By harnessing the power of social media – Twitter, Facebook, and Internet message boards like 4chan – Anonymous has apparently convinced a number of other botnet operators to join in the attacks, botnet experts say.

"When you get a whole bunch of people who happen to have say, only 10,000 machines under their control or less, none may be individually capable of building a really big botnet," says David Dittrich, an expert in denial of service attacks at the University of Washington. "But if someone can get them all on the same page through blogging and twittering, and get them at the same time instead of dispersed, you get effectiveness of a much larger botnet."

Anonymous members have essentially posted virtual handbills across the Internet to rally new participants. Twitter posts have been used to organize, time, and target their attacks.

"We will fire at anyone or anything that tries to censor WikiLeaks, including multi-billion [dollar] corporations such as Paypal.
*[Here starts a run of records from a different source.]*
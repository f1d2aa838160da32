// Integration tests for the OAuth connect routes.
//
// The router runs against in-memory stores; the provider's token endpoint is
// a mockito server.

use apigate::api::{create_oauth_router, OAuthAppState, SUBJECT_HEADER};
use apigate::cache::{LogicalKey, MemoryCache};
use apigate::config::TokenConfig;
use apigate::credentials::MemoryCredentialStore;
use apigate::oauth::{CsrfStates, HttpTokenEndpoint, OAuthProviderConfig};
use apigate::rate_limit::RateLimiter;
use apigate::retry::RetryPolicy;
use apigate::token::TokenManager;
use apigate::Gateway;
use axum::{
    body::Body,
    http::{header, Request, StatusCode},
    Router,
};
use serde_json::Value;
use std::sync::Arc;
use std::time::Duration;
use tower::ServiceExt;

// ── Test state & router ───────────────────────────────────────────────────────

fn provider(server: &mockito::ServerGuard) -> OAuthProviderConfig {
    OAuthProviderConfig {
        auth_url: "https://accounts.example.com/o/oauth2/v2/auth".to_string(),
        token_url: format!("{}/token", server.url()),
        scopes: vec!["https://www.googleapis.com/auth/youtube.readonly".to_string()],
        client_id: "client-123".to_string(),
        client_secret: "secret".to_string(),
    }
}

fn create_test_app(server: &mockito::ServerGuard) -> (Router, Gateway) {
    let provider = provider(server);
    let endpoint = Arc::new(HttpTokenEndpoint::new(&provider));
    let tokens = TokenManager::new(
        Arc::new(MemoryCredentialStore::new()),
        endpoint.clone(),
        &TokenConfig::default(),
    );
    let gateway = Gateway::new(
        Arc::new(RateLimiter::new(100, Duration::from_secs(60), Duration::from_secs(1))),
        Arc::new(MemoryCache::new(Duration::from_secs(300), 100)),
        Arc::new(tokens),
        RetryPolicy::new(1, Duration::ZERO),
        Some(Duration::ZERO),
    );

    let router = create_oauth_router(OAuthAppState {
        gateway: gateway.clone(),
        endpoint,
        provider,
        states: CsrfStates::new(600),
        callback_base_url: "http://localhost:3000".to_string(),
    });
    (router, gateway)
}

fn get(uri: &str, subject: Option<&str>) -> Request<Body> {
    let mut builder = Request::builder().method("GET").uri(uri);
    if let Some(subject) = subject {
        builder = builder.header(SUBJECT_HEADER, subject);
    }
    builder.body(Body::empty()).unwrap()
}

async fn json_body(response: axum::response::Response) -> Value {
    let body = axum::body::to_bytes(response.into_body(), usize::MAX)
        .await
        .unwrap();
    serde_json::from_slice(&body).unwrap()
}

/// Run the start leg and return the issued CSRF state.
async fn start_flow(app: &Router, subject: &str) -> String {
    let response = app
        .clone()
        .oneshot(get("/api/oauth/start", Some(subject)))
        .await
        .unwrap();
    assert_eq!(response.status(), StatusCode::TEMPORARY_REDIRECT);

    let location = response
        .headers()
        .get(header::LOCATION)
        .unwrap()
        .to_str()
        .unwrap()
        .to_string();
    location
        .split(|c: char| c == '?' || c == '&')
        .find_map(|pair| pair.strip_prefix("state="))
        .unwrap()
        .to_string()
}

async fn mock_code_exchange(server: &mut mockito::ServerGuard) -> mockito::Mock {
    server
        .mock("POST", "/token")
        .match_body(mockito::Matcher::AllOf(vec![
            mockito::Matcher::UrlEncoded("grant_type".into(), "authorization_code".into()),
            mockito::Matcher::UrlEncoded("code".into(), "the-code".into()),
            mockito::Matcher::UrlEncoded(
                "redirect_uri".into(),
                "http://localhost:3000/api/oauth/callback".into(),
            ),
        ]))
        .with_status(200)
        .with_header("content-type", "application/json")
        .with_body(
            r#"{"access_token":"at","refresh_token":"rt","expires_in":3599,"scope":"https://www.googleapis.com/auth/youtube.readonly","token_type":"Bearer"}"#,
        )
        .create_async()
        .await
}

// ── Tests ─────────────────────────────────────────────────────────────────────

#[tokio::test]
async fn test_start_requires_subject() {
    let server = mockito::Server::new_async().await;
    let (app, _) = create_test_app(&server);

    let response = app.oneshot(get("/api/oauth/start", None)).await.unwrap();
    assert_eq!(response.status(), StatusCode::UNAUTHORIZED);
}

#[tokio::test]
async fn test_start_redirects_to_provider() {
    let server = mockito::Server::new_async().await;
    let (app, _) = create_test_app(&server);

    let response = app
        .oneshot(get("/api/oauth/start", Some("user-1")))
        .await
        .unwrap();
    assert_eq!(response.status(), StatusCode::TEMPORARY_REDIRECT);

    let location = response.headers().get(header::LOCATION).unwrap().to_str().unwrap();
    assert!(location.starts_with("https://accounts.example.com/o/oauth2/v2/auth?"));
    assert!(location.contains("client_id=client-123"));
    assert!(location.contains("access_type=offline"));
    assert!(location.contains("prompt=consent"));
    assert!(location.contains(&format!(
        "redirect_uri={}",
        urlencoding::encode("http://localhost:3000/api/oauth/callback")
    )));
}

#[tokio::test]
async fn test_full_connect_status_disconnect_flow() {
    let mut server = mockito::Server::new_async().await;
    let exchange = mock_code_exchange(&mut server).await;
    let (app, gateway) = create_test_app(&server);

    let state = start_flow(&app, "user-1").await;

    let response = app
        .clone()
        .oneshot(get(
            &format!("/api/oauth/callback?code=the-code&state={}", state),
            None,
        ))
        .await
        .unwrap();
    assert_eq!(response.status(), StatusCode::OK);
    let body = json_body(response).await;
    assert_eq!(body["success"], true);
    assert_eq!(body["credential"]["subject_id"], "user-1");
    assert_eq!(body["credential"]["refreshable"], true);
    assert!(body["credential"].get("access_token").is_none());
    exchange.assert_async().await;

    let response = app
        .clone()
        .oneshot(get("/api/oauth/status", Some("user-1")))
        .await
        .unwrap();
    let body = json_body(response).await;
    assert_eq!(body["connected"], true);
    assert_eq!(
        body["credential"]["scopes"],
        serde_json::json!(["https://www.googleapis.com/auth/youtube.readonly"])
    );

    // Populate the cache so the disconnect has something to drop
    let _: u32 = gateway
        .fetch_with_cache("user-1", &LogicalKey::new("channel"), |_| async { Ok(1) })
        .await
        .unwrap();

    let response = app
        .clone()
        .oneshot(
            Request::builder()
                .method("DELETE")
                .uri("/api/oauth/connection")
                .header(SUBJECT_HEADER, "user-1")
                .body(Body::empty())
                .unwrap(),
        )
        .await
        .unwrap();
    assert_eq!(response.status(), StatusCode::OK);
    let body = json_body(response).await;
    assert_eq!(body["disconnected"], true);
    assert_eq!(body["cache_entries_removed"], 1);

    let response = app
        .oneshot(get("/api/oauth/status", Some("user-1")))
        .await
        .unwrap();
    let body = json_body(response).await;
    assert_eq!(body["connected"], false);
}

#[tokio::test]
async fn test_callback_state_is_single_use() {
    let mut server = mockito::Server::new_async().await;
    let _exchange = mock_code_exchange(&mut server).await;
    let (app, _) = create_test_app(&server);

    let state = start_flow(&app, "user-1").await;
    let uri = format!("/api/oauth/callback?code=the-code&state={}", state);

    let first = app.clone().oneshot(get(&uri, None)).await.unwrap();
    assert_eq!(first.status(), StatusCode::OK);

    let replay = app.oneshot(get(&uri, None)).await.unwrap();
    assert_eq!(replay.status(), StatusCode::UNAUTHORIZED);
}

#[tokio::test]
async fn test_callback_with_unknown_state() {
    let server = mockito::Server::new_async().await;
    let (app, _) = create_test_app(&server);

    let response = app
        .oneshot(get("/api/oauth/callback?code=the-code&state=forged", None))
        .await
        .unwrap();
    assert_eq!(response.status(), StatusCode::UNAUTHORIZED);
}

#[tokio::test]
async fn test_callback_with_provider_error() {
    let server = mockito::Server::new_async().await;
    let (app, _) = create_test_app(&server);

    let response = app
        .oneshot(get(
            "/api/oauth/callback?error=access_denied&error_description=User+cancelled",
            None,
        ))
        .await
        .unwrap();
    assert_eq!(response.status(), StatusCode::BAD_REQUEST);
    let body = json_body(response).await;
    assert!(body["error"].as_str().unwrap().contains("access_denied"));
}

#[tokio::test]
async fn test_callback_exchange_failure_is_bad_gateway() {
    let mut server = mockito::Server::new_async().await;
    let _mock = server
        .mock("POST", "/token")
        .with_status(400)
        .with_body(r#"{"error":"invalid_grant"}"#)
        .create_async()
        .await;
    let (app, _) = create_test_app(&server);

    let state = start_flow(&app, "user-1").await;
    let response = app
        .oneshot(get(
            &format!("/api/oauth/callback?code=bad&state={}", state),
            None,
        ))
        .await
        .unwrap();
    assert_eq!(response.status(), StatusCode::BAD_GATEWAY);
}

#[tokio::test]
async fn test_status_for_unconnected_subject() {
    let server = mockito::Server::new_async().await;
    let (app, _) = create_test_app(&server);

    let response = app
        .oneshot(get("/api/oauth/status", Some("nobody")))
        .await
        .unwrap();
    assert_eq!(response.status(), StatusCode::OK);
    assert_eq!(json_body(response).await, serde_json::json!({"connected": false}));
}
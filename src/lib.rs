// Error taxonomy shared by every component
pub mod error;

// TOML configuration and environment overrides
pub mod config;

// Per-subject OAuth credentials and their storage
pub mod credentials;

// Authorization server client and CSRF state
pub mod oauth;

// Valid bearer tokens, refreshed on demand
pub mod token;

// Per-subject fixed-window rate limiting
pub mod rate_limit;

// TTL response cache tiers
pub mod cache;

// Bounded retries with linear backoff
pub mod retry;

// Facade composing the above
pub mod gateway;

// HTTP routes
pub mod api;

// Process wiring for binaries
pub mod server;

pub use error::{ErrorKind, GatewayError};
pub use gateway::Gateway;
Twitter, you're next for censoring #WikiLeaks discussion," reads a virtual handbill circulated on the Internet Monday prior to a second DDoS attack on Paypal, according to Panda Labs, an Internet security research firm.

The same cyberposter that announced an attack on PayPal also advertises how to locate and use Anonymous's homegrown cyberattack weapon, dubbed the Low Orbit Ion Cannon (LOIC). That fanciful name (accompanied by equally fanciful graphics of a space-laser-like weapon come hovering above the Earth in another file), is essentially about organizing a botnet or group of computers for DDoS attacks.

Social networks spread the word

"We're seeing more and more instances where social networks are allowing a message to spread to large number of people very quickly," says Professor Dittrich. "So it's representative of what we've seen before, but at a far larger scale and moving more rapidly than anything we've seen."

The Anonymous LOIC botnet is voluntary. Likeminded individuals can visit a website or other Internet location and get the electronic files needed to turn their computer into a larger weapon that attacks various sites. By Wednesday morning, Panda Labs reported roughly 2,200 computers at one point joining the LOIC attacks.

But the LOIC could be primarily a public relations smokescreen, a figleaf intended to convey an uprising of morally outraged masses, experts say. By itself it is not nearly powerful enough to bring down a large robust website. Even a botnet with 10,000 computers would not be nearly enough to cause serious trouble to Visa or Mastercard, Dittrich says. It requires getting many botnet operators or bot-herders to participate of their own free will, he says.

Operation Payback may be novel in scale, but not in approach. At a World trade organization meeting in Seattle in 1999, a group calling itself the "Electronic Disruption Theater" offered software code that would run on individual computers, so that DDoS attacks on the websites for the meeting would appear to come from thousands of volunteers that didn't like WTO and wanted to protest. The Anonymous attack appears to be the same, but far larger – and drawing in other bot-herders, too, Dittrich says.

"Anonymous now has a bunch of people using a bunch of different types of attacks," he says. "Whatever they have on hand."

"I am of the firm opinion that bot herders (botnet administrators) are lending a few hours of their botnet time," writes Faisal Khan, CEO of Net Access Communication Systems, an expert in denial of service attacks. Small botnets with just 250 to 500 machines "are sooooo common that 16-year-old kids are herding such a bot."

There are literally tens of thousands of such-sized bots, he writes. So when news hits that Paypal is under a DDoS, many small botnet herders may just decide to spend an hours worth of their botnet time hammering it, too. "Add a couple of hundred bot nets doing this and PayPal will have a very hard time staying up," he says.